Magento – How to fully load customers when returned in a customer collection

address-attributecollection;customermagento-1magento-1.9

First, my sincere apologies if this is duplication, I've searched and nausium however all I get are results pertaining to loading a single customer (by ID, by Email etc).

My issue is that I am loading all the customers that belong to a certain group, as so :

$collection = Mage::getModel('customer/customer')
                  ->getCollection()
                  ->joinTable(
                      array('groups' => 'customer/customer_group'),
                      'customer_group_id = group_id',
                      array('group_name' => 'customer_group_code'))
                  ->addAttributeToSelect('*')
                  ->addFieldToFilter('group_name', $desiredGroupName);

Absolutely no problems here! I get the customers (Mage_Customer_Model_Customer) and can iterate them (which internally calls the collections load method). However I have extended the Customer Model with a small snippet that loads an address attribute from the default shipping address, as so (shortened and anonymised for readability):

class My_Customer_Model_Customer extends Mage_Customer_Model_Customer
{

    protected function _afterLoad()
    {

        parent::_afterLoad();

        $address = Mage::getModel('customer/address')->load($this->getDefaultShipping());

        if ( $address ) {
            $this->_data['my_value'] = $address;
        }
    }
}

Now as we (may or may not) know, when Customer Models are loaded by the collection, their _beforeLoad, load and _afterLoad methods are not fired, so while we get some customer models in a collection, they are not complete models, they have not been loaded classically and thus no addresses yet linked for me to seek out my_value.

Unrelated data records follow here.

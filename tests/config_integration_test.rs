//! Integration tests for configuration loading and validation
//!
//! Tests that modify environment variables hold `ENV_MUTEX`.

use cairn::config::{load_config, DatabaseTarget, IdentifierStyle, RegistryProvider, SecretString};
use cairn::domain::NotificationType;
use secrecy::ExposeSecret;
use std::io::Write;
use std::sync::Mutex;
use tempfile::NamedTempFile;

// Serializes tests that touch the process environment
static ENV_MUTEX: Mutex<()> = Mutex::new(());

fn cleanup_env_vars() {
    std::env::remove_var("CAIRN_APPLICATION_LOG_LEVEL");
    std::env::remove_var("CAIRN_IDENTIFIERS_SHOULDER");
    std::env::remove_var("CAIRN_IDENTIFIERS_MAX_REGISTRATION_ATTEMPTS");
    std::env::remove_var("CAIRN_REGISTRY_PASSWORD");
    std::env::remove_var("CAIRN_NOTIFICATIONS_ALWAYS_MUTED");
    std::env::remove_var("TEST_REGISTRY_PASSWORD");
    std::env::remove_var("TEST_PG_URL");
}

fn exposed(secret: &SecretString) -> String {
    let value: &str = secret.expose_secret().as_ref();
    value.to_string()
}

fn write_config(content: &str) -> NamedTempFile {
    let mut temp_file = NamedTempFile::new().unwrap();
    temp_file.write_all(content.as_bytes()).unwrap();
    temp_file.flush().unwrap();
    temp_file
}

const MINIMAL: &str = r#"
database_target = "memory"

[registry]
provider = "datacite"
base_url = "https://api.test.datacite.org"
username = "CAIRN.TEST"
password = "secret"
"#;

#[test]
fn test_load_complete_config() {
    let _guard = ENV_MUTEX.lock().unwrap();
    cleanup_env_vars();

    let toml_content = r#"
database_target = "postgresql"
environment = "staging"

[application]
log_level = "debug"
site_url = "https://data.example.org"
publisher = "Example Data Repository"

[identifiers]
protocol = "hdl"
authority = "20.500.12345"
shoulder = "TST"
style = "storedProcGenerated"
max_registration_attempts = 4
register_when_published = true
file_pid_format = "independent"

[registry]
provider = "ezid"
base_url = "https://ezid.example.org"
username = "apitest"
password = "apitest-password"
timeout_seconds = 15

[postgresql]
connection_string = "postgresql://cairn:pw@db.example.org:5432/cairn"
max_connections = 12
ssl_mode = "require"

[index]
enabled = false

[notifications]
always_muted = ["REVOKEROLE"]
never_muted = ["SUBMITTEDDS"]

[mail]
enabled = true
relay_url = "https://relay.example.org/send"
from_address = "repository@example.org"

[export]
directory = "/var/lib/cairn/exports"
formats = ["datacite"]

[logging]
local_enabled = false
local_rotation = "hourly"
"#;

    let file = write_config(toml_content);
    let config = load_config(file.path()).expect("Failed to load config");

    assert_eq!(config.database_target, DatabaseTarget::PostgreSQL);
    assert_eq!(config.application.log_level, "debug");
    assert_eq!(config.application.publisher, "Example Data Repository");
    assert_eq!(
        config.application.landing_page("hdl:20.500.12345/TST1"),
        "https://data.example.org/dataset.xhtml?persistentId=hdl:20.500.12345/TST1"
    );

    assert_eq!(config.identifiers.identifier_style(), IdentifierStyle::StoredProcGenerated);
    assert_eq!(config.identifiers.max_registration_attempts, 4);
    assert!(!config.identifiers.register_immediately());
    assert!(!config.identifiers.dependent_file_pids());

    assert_eq!(config.registry.provider, RegistryProvider::Ezid);
    assert_eq!(config.registry.timeout_seconds, 15);
    assert_eq!(exposed(&config.registry.password), "apitest-password");

    let pg = config.postgresql.as_ref().unwrap();
    assert_eq!(pg.max_connections, 12);
    assert_eq!(pg.ssl_mode, "require");

    assert!(!config.index.enabled);
    assert_eq!(config.notifications.always_muted_types(), vec![NotificationType::RevokeRole]);
    assert_eq!(config.notifications.never_muted_types(), vec![NotificationType::SubmittedDataset]);
    assert!(config.mail.enabled);
    assert_eq!(config.export.formats, vec!["datacite".to_string()]);
    assert_eq!(config.logging.local_rotation, "hourly");
}

#[test]
fn test_defaults_applied() {
    let _guard = ENV_MUTEX.lock().unwrap();
    cleanup_env_vars();

    let file = write_config(MINIMAL);
    let config = load_config(file.path()).unwrap();

    assert_eq!(config.identifiers.protocol, "doi");
    assert_eq!(config.identifiers.authority, "10.5072");
    assert_eq!(config.identifiers.shoulder, "FK2");
    assert_eq!(config.identifiers.max_registration_attempts, 10);
    assert_eq!(config.identifiers.identifier_style(), IdentifierStyle::RandomString);
    assert!(config.identifiers.register_immediately());
    assert!(config.identifiers.file_pids_enabled);
    assert!(!config.mail.enabled);
    assert_eq!(config.export.formats.len(), 2);
}

#[test]
fn test_env_var_substitution() {
    let _guard = ENV_MUTEX.lock().unwrap();
    cleanup_env_vars();
    std::env::set_var("TEST_REGISTRY_PASSWORD", "from-env");
    std::env::set_var("TEST_PG_URL", "postgresql://cairn@localhost/cairn");

    let file = write_config(
        r#"
database_target = "postgresql"

[registry]
provider = "datacite"
base_url = "https://api.test.datacite.org"
username = "CAIRN.TEST"
password = "${TEST_REGISTRY_PASSWORD}"

[postgresql]
connection_string = "${TEST_PG_URL}"
"#,
    );
    let config = load_config(file.path()).unwrap();
    assert_eq!(exposed(&config.registry.password), "from-env");
    assert_eq!(
        exposed(&config.postgresql.unwrap().connection_string),
        "postgresql://cairn@localhost/cairn"
    );

    cleanup_env_vars();
}

#[test]
fn test_missing_env_var_is_reported() {
    let _guard = ENV_MUTEX.lock().unwrap();
    cleanup_env_vars();

    let file = write_config(&MINIMAL.replace("\"secret\"", "\"${TEST_REGISTRY_PASSWORD}\""));
    let err = load_config(file.path()).unwrap_err();
    assert!(err.to_string().contains("TEST_REGISTRY_PASSWORD"));
}

#[test]
fn test_env_overrides() {
    let _guard = ENV_MUTEX.lock().unwrap();
    cleanup_env_vars();
    std::env::set_var("CAIRN_IDENTIFIERS_SHOULDER", "ENV");
    std::env::set_var("CAIRN_IDENTIFIERS_MAX_REGISTRATION_ATTEMPTS", "3");
    std::env::set_var("CAIRN_NOTIFICATIONS_ALWAYS_MUTED", "ASSIGNROLE, REVOKEROLE");

    let file = write_config(MINIMAL);
    let config = load_config(file.path()).unwrap();
    assert_eq!(config.identifiers.shoulder, "ENV");
    assert_eq!(config.identifiers.max_registration_attempts, 3);
    assert_eq!(config.notifications.always_muted.len(), 2);

    cleanup_env_vars();
}

#[test]
fn test_invalid_override_rejected() {
    let _guard = ENV_MUTEX.lock().unwrap();
    cleanup_env_vars();
    std::env::set_var("CAIRN_IDENTIFIERS_MAX_REGISTRATION_ATTEMPTS", "many");

    let file = write_config(MINIMAL);
    assert!(load_config(file.path()).is_err());

    cleanup_env_vars();
}

#[test]
fn test_validation_failures() {
    let _guard = ENV_MUTEX.lock().unwrap();
    cleanup_env_vars();

    let cases = [
        MINIMAL.replace("provider = \"datacite\"", "provider = \"crossref\""),
        format!("{MINIMAL}\n[identifiers]\nmax_registration_attempts = 0\n"),
        format!("{MINIMAL}\n[notifications]\nalways_muted = [\"NOSUCHTYPE\"]\n"),
        format!("{MINIMAL}\n[export]\nformats = [\"ddi\"]\n"),
        MINIMAL.replace("database_target = \"memory\"", "database_target = \"postgresql\""),
        MINIMAL.replace(
            "database_target = \"memory\"",
            "database_target = \"memory\"\nenvironment = \"production\"",
        ),
    ];
    for content in cases {
        let file = write_config(&content);
        assert!(load_config(file.path()).is_err(), "accepted invalid config:\n{content}");
    }
}

#[test]
fn test_missing_file() {
    let result = load_config("/nonexistent/cairn.toml");
    assert!(result.is_err());
    assert!(result.unwrap_err().to_string().contains("not found"));
}
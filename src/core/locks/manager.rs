//! Lock manager
//!
//! Thin policy layer over a [`LockStore`]: idempotent acquisition, edit
//! conflict rules and scoped locking.

use crate::adapters::database::traits::LockStore;
use crate::domain::{
    DatasetId, DatasetLock, LockFilter, LockReason, RepositoryError, Result, UserId,
};
use crate::log_lock_acquired;
use std::future::Future;
use std::sync::Arc;

/// Per-dataset locks keyed by reason
///
/// Locks never expire; they are removed explicitly or by [`LockManager::with_lock`].
pub struct LockManager {
    store: Arc<dyn LockStore + Send + Sync>,
}

impl LockManager {
    pub fn new(store: Arc<dyn LockStore + Send + Sync>) -> Self {
        Self { store }
    }

    /// Takes a lock, or returns the one already held for (dataset, reason)
    ///
    /// # Errors
    ///
    /// Returns an error if the store fails.
    pub async fn add_lock(
        &self,
        dataset: DatasetId,
        reason: LockReason,
        user: Option<UserId>,
        info: Option<String>,
    ) -> Result<DatasetLock> {
        let candidate = DatasetLock::new(dataset, reason, user, info);
        let candidate_id = candidate.id;
        let lock = self.store.add_lock_if_absent(candidate).await?;
        if lock.id == candidate_id {
            log_lock_acquired!(dataset, reason);
        } else {
            tracing::debug!(dataset_id = %dataset, reason = %reason, "Lock already held, reusing");
        }
        Ok(lock)
    }

    /// Removes every lock of `reason` on the dataset
    pub async fn remove_locks(&self, dataset: DatasetId, reason: LockReason) -> Result<Vec<DatasetLock>> {
        let removed = self.store.remove_locks(&dataset, reason).await?;
        if !removed.is_empty() {
            tracing::info!(dataset_id = %dataset, reason = %reason, count = removed.len(), "Dataset lock released");
        }
        Ok(removed)
    }

    /// True when the dataset holds any lock
    pub async fn check_dataset_lock(&self, dataset: DatasetId) -> Result<bool> {
        Ok(!self.locks_for_dataset(dataset).await?.is_empty())
    }

    pub async fn locks_for_dataset(&self, dataset: DatasetId) -> Result<Vec<DatasetLock>> {
        self.list_locks(LockFilter {
            dataset_id: Some(dataset),
            ..Default::default()
        })
        .await
    }

    pub async fn locks_by_user(&self, user: UserId) -> Result<Vec<DatasetLock>> {
        self.list_locks(LockFilter {
            user_id: Some(user),
            ..Default::default()
        })
        .await
    }

    pub async fn list_locks(&self, filter: LockFilter) -> Result<Vec<DatasetLock>> {
        self.store.list_locks(&filter).await
    }

    /// Changes holder or info of an existing lock
    pub async fn update_lock(&self, lock: &DatasetLock) -> Result<()> {
        self.store.update_lock(lock).await
    }

    /// Fails when a held lock forbids editing the dataset
    ///
    /// An `InReview` lock only blocks callers without publish permission.
    ///
    /// # Errors
    ///
    /// Returns [`RepositoryError::LockConflict`] naming the blocking reasons.
    pub async fn check_edit_lock(&self, dataset: DatasetId, caller_can_publish: bool) -> Result<()> {
        let blocking: Vec<String> = self
            .locks_for_dataset(dataset)
            .await?
            .into_iter()
            .filter(|l| l.reason.blocks_edit(caller_can_publish))
            .map(|l| l.reason.to_string())
            .collect();

        if blocking.is_empty() {
            Ok(())
        } else {
            Err(RepositoryError::LockConflict(format!(
                "dataset {dataset} is locked: {}",
                blocking.join(", ")
            )))
        }
    }

    /// Runs `op` while holding a lock, releasing it on every exit path
    ///
    /// # Errors
    ///
    /// Returns [`RepositoryError::LockConflict`] if the lock is already held,
    /// otherwise the result of `op`.
    pub async fn with_lock<T, F, Fut>(
        &self,
        dataset: DatasetId,
        reason: LockReason,
        user: Option<UserId>,
        info: Option<String>,
        op: F,
    ) -> Result<T>
    where
        F: FnOnce() -> Fut,
        Fut: Future<Output = Result<T>>,
    {
        let candidate = DatasetLock::new(dataset, reason, user, info);
        let candidate_id = candidate.id;
        let lock = self.store.add_lock_if_absent(candidate).await?;
        if lock.id != candidate_id {
            return Err(RepositoryError::LockConflict(format!(
                "dataset {dataset} already holds a {reason} lock"
            )));
        }
        log_lock_acquired!(dataset, reason);

        let result = op().await;

        if let Err(e) = self.remove_locks(dataset, reason).await {
            crate::log_error_with_context!(e, "Failed to release scoped lock");
        }
        result
    }
}
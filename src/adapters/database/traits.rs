//! Persistence store abstraction
//!
//! This module defines the traits that storage backends implement. The
//! dataset aggregate is written through a [`UnitOfWork`]: every change of one
//! update is staged on a detached copy and made durable and visible by a
//! single [`DatasetStore::commit`] call.

use crate::domain::{
    AuthenticatedUser, DataFile, DataFileId, Dataset, DatasetId, DatasetLock, GlobalId, LockFilter,
    LockReason, NotificationId, PersistenceError, Permission, Result, RoleAssignment, UserId,
    UserNotification, VersionId,
};
use async_trait::async_trait;
use chrono::{DateTime, Utc};
use std::collections::BTreeSet;

/// Writes staged by one operation, committed together
#[derive(Debug, Clone)]
pub struct UnitOfWork {
    /// Merged state of the dataset aggregate
    pub dataset: Dataset,

    /// Data files removed from the aggregate that must be hard-deleted
    pub deleted_files: Vec<DataFileId>,
}

impl UnitOfWork {
    /// Stages a dataset without deletions
    pub fn merge(dataset: Dataset) -> Self {
        Self {
            dataset,
            deleted_files: Vec::new(),
        }
    }

    /// Stages a hard delete of a data file
    pub fn delete_file(&mut self, id: DataFileId) {
        if !self.deleted_files.contains(&id) {
            self.deleted_files.push(id);
        }
    }

    /// Checks the staged aggregate against the stored one
    ///
    /// Released and deaccessioned versions may change state but never
    /// content, deleted files must be gone from the aggregate, and a released
    /// file is never hard-deleted.
    ///
    /// # Errors
    ///
    /// Returns [`PersistenceError::ConstraintViolation`] describing the first
    /// broken rule.
    pub fn check_against(&self, stored: Option<&Dataset>) -> std::result::Result<(), PersistenceError> {
        let staged = &self.dataset;

        if staged.versions.iter().filter(|v| v.is_draft()).count() > 1 {
            return Err(PersistenceError::ConstraintViolation(format!(
                "dataset {} has more than one draft version",
                staged.id
            )));
        }

        for id in &self.deleted_files {
            if staged.file(id).is_some() {
                return Err(PersistenceError::ConstraintViolation(format!(
                    "data file {id} is staged for deletion but still attached"
                )));
            }
        }

        let Some(stored) = stored else {
            return Ok(());
        };

        for id in &self.deleted_files {
            if stored.file(id).map(|f| f.is_released()).unwrap_or(false) {
                return Err(PersistenceError::ConstraintViolation(format!(
                    "released data file {id} cannot be deleted"
                )));
            }
        }

        for old in stored.versions.iter().filter(|v| !v.is_draft()) {
            let Some(new) = staged.versions.iter().find(|v| v.id == old.id) else {
                return Err(PersistenceError::ConstraintViolation(format!(
                    "released version {} was dropped",
                    old.id
                )));
            };
            if new.fields != old.fields || new.file_metadatas != old.file_metadatas {
                return Err(PersistenceError::ConstraintViolation(format!(
                    "released version {} of dataset {} is frozen",
                    old.friendly_number(),
                    staged.id
                )));
            }
        }

        Ok(())
    }
}

/// Dataset, file, user and role storage
#[async_trait]
pub trait DatasetStore: Send + Sync {
    /// Checks that the backend is reachable
    async fn test_connection(&self) -> Result<()>;

    /// Creates tables or other structures the backend needs
    async fn ensure_schema(&self) -> Result<()>;

    async fn find_dataset(&self, id: &DatasetId) -> Result<Option<Dataset>>;

    async fn find_dataset_by_global_id(&self, global_id: &GlobalId) -> Result<Option<Dataset>>;

    /// Finds a data file and the dataset owning it
    async fn find_data_file(&self, id: &DataFileId) -> Result<Option<(DatasetId, DataFile)>>;

    /// Merges and flushes a unit of work in one transaction
    ///
    /// Returns the dataset as stored.
    async fn commit(&self, work: UnitOfWork) -> Result<Dataset>;

    /// True when no dataset or data file uses this identifier
    async fn is_identifier_locally_unique(&self, global_id: &GlobalId) -> Result<bool>;

    /// Next value of the identifier sequence, `None` if the backend has none
    async fn next_identifier_sequence(&self) -> Result<Option<i64>>;

    /// Permissions granted to a user on a dataset through role assignments
    async fn permissions_for(&self, user: &UserId, dataset: &DatasetId) -> Result<BTreeSet<Permission>>;

    async fn assign_role(&self, assignment: RoleAssignment) -> Result<()>;

    /// Records that a user last worked on a version at `at`
    async fn touch_version_user(&self, version: &VersionId, user: &UserId, at: DateTime<Utc>) -> Result<()>;

    /// Ids of every dataset deposited locally (harvested ones excluded)
    async fn find_all_local_dataset_ids(&self) -> Result<Vec<DatasetId>>;

    async fn set_last_export_time(&self, id: &DatasetId, at: DateTime<Utc>) -> Result<()>;

    async fn find_user(&self, id: &UserId) -> Result<Option<AuthenticatedUser>>;

    async fn save_user(&self, user: AuthenticatedUser) -> Result<()>;
}

/// Lock table keyed by (dataset, reason)
#[async_trait]
pub trait LockStore: Send + Sync {
    /// Inserts the lock unless one exists for its (dataset, reason)
    ///
    /// Atomic: concurrent callers all receive the same stored lock.
    async fn add_lock_if_absent(&self, lock: DatasetLock) -> Result<DatasetLock>;

    /// Removes every lock of `reason` on the dataset, returning them
    async fn remove_locks(&self, dataset: &DatasetId, reason: LockReason) -> Result<Vec<DatasetLock>>;

    /// Locks matching the filter, oldest first
    async fn list_locks(&self, filter: &LockFilter) -> Result<Vec<DatasetLock>>;

    /// Replaces holder and info of an existing lock
    async fn update_lock(&self, lock: &DatasetLock) -> Result<()>;
}

/// Selection of notifications
#[derive(Debug, Clone, PartialEq, Eq)]
pub enum NotificationQuery {
    ByUser(UserId),
    ByRequestor(UserId),
    ByObject(String),
    UnreadByUser(UserId),
    /// Not yet e-mailed, any user
    Unemailed,
}

impl NotificationQuery {
    pub fn matches(&self, n: &UserNotification) -> bool {
        match self {
            NotificationQuery::ByUser(u) => n.user_id == *u,
            NotificationQuery::ByRequestor(u) => n.requestor_id == Some(*u),
            NotificationQuery::ByObject(o) => n.object_id == *o,
            NotificationQuery::UnreadByUser(u) => n.user_id == *u && !n.read,
            NotificationQuery::Unemailed => !n.emailed,
        }
    }
}

/// User notification table
#[async_trait]
pub trait NotificationStore: Send + Sync {
    /// Inserts or replaces a notification
    async fn save_notification(&self, notification: UserNotification) -> Result<UserNotification>;

    async fn find_notification(&self, id: &NotificationId) -> Result<Option<UserNotification>>;

    /// Notifications matching the query, newest first
    async fn find_notifications(&self, query: &NotificationQuery) -> Result<Vec<UserNotification>>;

    async fn unread_count(&self, user: &UserId) -> Result<u64>;

    async fn mark_read(&self, id: &NotificationId) -> Result<()>;

    async fn delete_notification(&self, id: &NotificationId) -> Result<()>;
}
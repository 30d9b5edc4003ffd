//! File identifier pre-registration
//!
//! Gives every data file of a dataset that lacks one an identifier, and
//! registers it when registration happens at save time. All changes to one
//! dataset land in a single commit.

use crate::adapters::database::traits::{DatasetStore, UnitOfWork};
use crate::core::identifiers::registration::IdentifierProvider;
use crate::domain::{DataFileId, DatasetId, PersistenceError, Result};
use serde::Serialize;
use std::sync::Arc;

/// Counts for one dataset
#[derive(Debug, Clone, Default, PartialEq, Eq, Serialize)]
pub struct FilePidSummary {
    /// Files that had no identifier
    pub assigned: usize,
    /// Of those, registered at the registry
    pub registered: usize,
    pub failed: usize,
}

pub struct FilePidAssigner {
    provider: Arc<IdentifierProvider>,
    store: Arc<dyn DatasetStore + Send + Sync>,
}

impl FilePidAssigner {
    pub fn new(provider: Arc<IdentifierProvider>, store: Arc<dyn DatasetStore + Send + Sync>) -> Self {
        Self { provider, store }
    }

    /// Assigns, and if configured registers, identifiers for the dataset's files
    ///
    /// # Errors
    ///
    /// Unknown dataset, or a store failure at load or commit time.
    pub async fn obtain_persistent_identifiers_for_datafiles(&self, dataset_id: DatasetId) -> Result<FilePidSummary> {
        let config = self.provider.config();
        let mut summary = FilePidSummary::default();
        if !config.file_pids_enabled {
            tracing::debug!(dataset_id = %dataset_id, "File identifiers disabled");
            return Ok(summary);
        }

        let mut dataset = self
            .store
            .find_dataset(&dataset_id)
            .await?
            .ok_or_else(|| PersistenceError::NotFound(format!("dataset {dataset_id}")))?;

        let pending: Vec<DataFileId> = dataset
            .files
            .iter()
            .filter(|f| f.global_id.is_none())
            .map(|f| f.id)
            .collect();
        if pending.is_empty() {
            return Ok(summary);
        }

        for file_id in pending {
            let gid = match self.provider.generator().generate_file_identifier(&dataset).await {
                Ok(gid) => gid,
                Err(e) => {
                    tracing::warn!(dataset_id = %dataset_id, file_id = %file_id, error = %e, "Could not generate file identifier");
                    summary.failed += 1;
                    continue;
                }
            };
            if let Some(file) = dataset.file_mut(&file_id) {
                file.global_id = Some(gid);
            }
            summary.assigned += 1;

            if !config.register_immediately() {
                continue;
            }
            match self.provider.register_file(&mut dataset, file_id).await {
                Ok(report) if report.is_registered() => summary.registered += 1,
                Ok(_) => summary.failed += 1,
                Err(e) => {
                    tracing::warn!(file_id = %file_id, error = %e, "File identifier registration failed");
                    summary.failed += 1;
                }
            }
        }

        self.store.commit(UnitOfWork::merge(dataset)).await?;
        tracing::info!(
            dataset_id = %dataset_id,
            assigned = summary.assigned,
            registered = summary.registered,
            failed = summary.failed,
            "File identifiers processed"
        );
        Ok(summary)
    }
}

The desired outcome is to load my collection, then iterate and store to an array the my_value values, as so :

$myValues = array();
foreach ($collection as $item) {
    var_dump($item); //debug
    if ( !empty($item->getMyValue()) ){
        $myValues[$item->getId()] = $item->getMyValue();
    }

}

As we learnt earlier the _afterLoad is never fired for the objects and thus $item->_data['my_value'] is never set. I did try calling $item->load(); within the loop (more by luck than anything) but load requires the id as its first parameter.

Likewise I tried $item->load($item->getId()) and this works, however in a collection of 1,000 customers its super expensive, it works out as ; 1 heavily joind EAV query to get the customer collection + 1000 heavily joined queries to load each individual customer within the loop.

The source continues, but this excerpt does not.